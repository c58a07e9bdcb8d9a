use chrono::{DateTime, Utc};
use serde::{Deserialize, Deserializer, Serialize};
use std::fmt;
use uuid::Uuid;

/// Stable identifier of a pipeline item
#[derive(Debug, Clone, PartialEq, Eq, Hash, Serialize, Deserialize)]
#[serde(transparent)]
pub struct ItemId(String);

impl ItemId {
    pub fn new(id: impl Into<String>) -> Self {
        Self(id.into())
    }

    /// Generates a fresh random identifier
    pub fn generate() -> Self {
        Self(Uuid::new_v4().to_string())
    }

    pub fn as_str(&self) -> &str {
        &self.0
    }
}

impl fmt::Display for ItemId {
    fn fmt(&self, f: &mut fmt::Formatter<'_>) -> fmt::Result {
        write!(f, "{}", self.0)
    }
}

impl From<&str> for ItemId {
    fn from(s: &str) -> Self {
        Self(s.to_string())
    }
}

/// Stage (column) an item currently sits in, e.g. "Orçamento"
#[derive(Debug, Clone, PartialEq, Eq, Hash, Serialize, Deserialize)]
#[serde(transparent)]
pub struct Status(String);

impl Status {
    pub const FIRST_CONTACT: &'static str = "1º Contato";
    pub const QUOTE: &'static str = "Orçamento";
    pub const NEGOTIATION: &'static str = "Negociação";
    pub const CONFIRMED: &'static str = "Confirmado";
    pub const CANCELLED: &'static str = "Cancelado";

    pub fn new(status: impl Into<String>) -> Self {
        Self(status.into())
    }

    pub fn as_str(&self) -> &str {
        &self.0
    }

    /// A blank status cannot be used as a move destination
    pub fn is_usable(&self) -> bool {
        !self.0.trim().is_empty()
    }
}

impl fmt::Display for Status {
    fn fmt(&self, f: &mut fmt::Formatter<'_>) -> fmt::Result {
        write!(f, "{}", self.0)
    }
}

impl From<&str> for Status {
    fn from(s: &str) -> Self {
        Self(s.to_string())
    }
}

/// A card on the pipeline board
#[derive(Debug, Clone, Serialize, Deserialize)]
pub struct PipelineItem {
    pub id: ItemId,
    pub status: Status,
    /// Stored ordinal. Rows written by the reorder engine are always whole
    /// numbers, but other writers may leave fractional values behind.
    #[serde(default, deserialize_with = "lenient_position")]
    pub position: Option<f64>,
    #[serde(default, skip_serializing_if = "Option::is_none")]
    pub title: Option<String>,
    #[serde(default, skip_serializing_if = "Option::is_none")]
    pub created_at: Option<DateTime<Utc>>,
    #[serde(default, skip_serializing_if = "Option::is_none")]
    pub updated_at: Option<DateTime<Utc>>,
}

impl PipelineItem {
    pub fn new(id: impl Into<ItemId>, status: impl Into<Status>, position: i64) -> Self {
        Self {
            id: id.into(),
            status: status.into(),
            position: Some(position as f64),
            title: None,
            created_at: None,
            updated_at: None,
        }
    }

    pub fn with_title(mut self, title: impl Into<String>) -> Self {
        self.title = Some(title.into());
        self
    }

    /// Position used for ordering; missing values sort as 0
    pub fn effective_position(&self) -> f64 {
        self.position.unwrap_or(0.0)
    }
}

/// Write row sent to the store. Only the reorder columns are carried, so
/// store-managed audit timestamps are never overwritten.
#[derive(Debug, Clone, PartialEq, Eq, Serialize, Deserialize)]
pub struct PositionUpdate {
    pub id: ItemId,
    pub status: Status,
    pub position: i64,
}

impl PositionUpdate {
    pub fn new(id: ItemId, status: Status, position: i64) -> Self {
        Self {
            id,
            status,
            position,
        }
    }
}

impl From<&PipelineItem> for PositionUpdate {
    fn from(item: &PipelineItem) -> Self {
        Self::new(
            item.id.clone(),
            item.status.clone(),
            item.effective_position().round() as i64,
        )
    }
}

/// Accepts any JSON number and numeric strings; anything else reads as missing.
fn lenient_position<'de, D>(deserializer: D) -> std::result::Result<Option<f64>, D::Error>
where
    D: Deserializer<'de>,
{
    let value = Option::<serde_json::Value>::deserialize(deserializer)?;
    Ok(match value {
        Some(serde_json::Value::Number(n)) => n.as_f64(),
        Some(serde_json::Value::String(s)) => s.trim().parse::<f64>().ok(),
        _ => None,
    }
    .filter(|p| p.is_finite()))
}

impl From<String> for ItemId {
    fn from(s: String) -> Self {
        Self(s)
    }
}

impl From<String> for Status {
    fn from(s: String) -> Self {
        Self(s)
    }
}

# [ABOUT THIS TASK]
Wherever the word "static" turns up in a line of the entries above, copy that line.

# [EXERCISE OUTPUT]
    pub const FIRST_CONTACT: &'static str = "1º Contato";
    pub const QUOTE: &'static str = "Orçamento";
    pub const NEGOTIATION: &'static str = "Negociação";
    pub const CONFIRMED: &'static str = "Confirmado";
    pub const CANCELLED: &'static str = "Cancelado";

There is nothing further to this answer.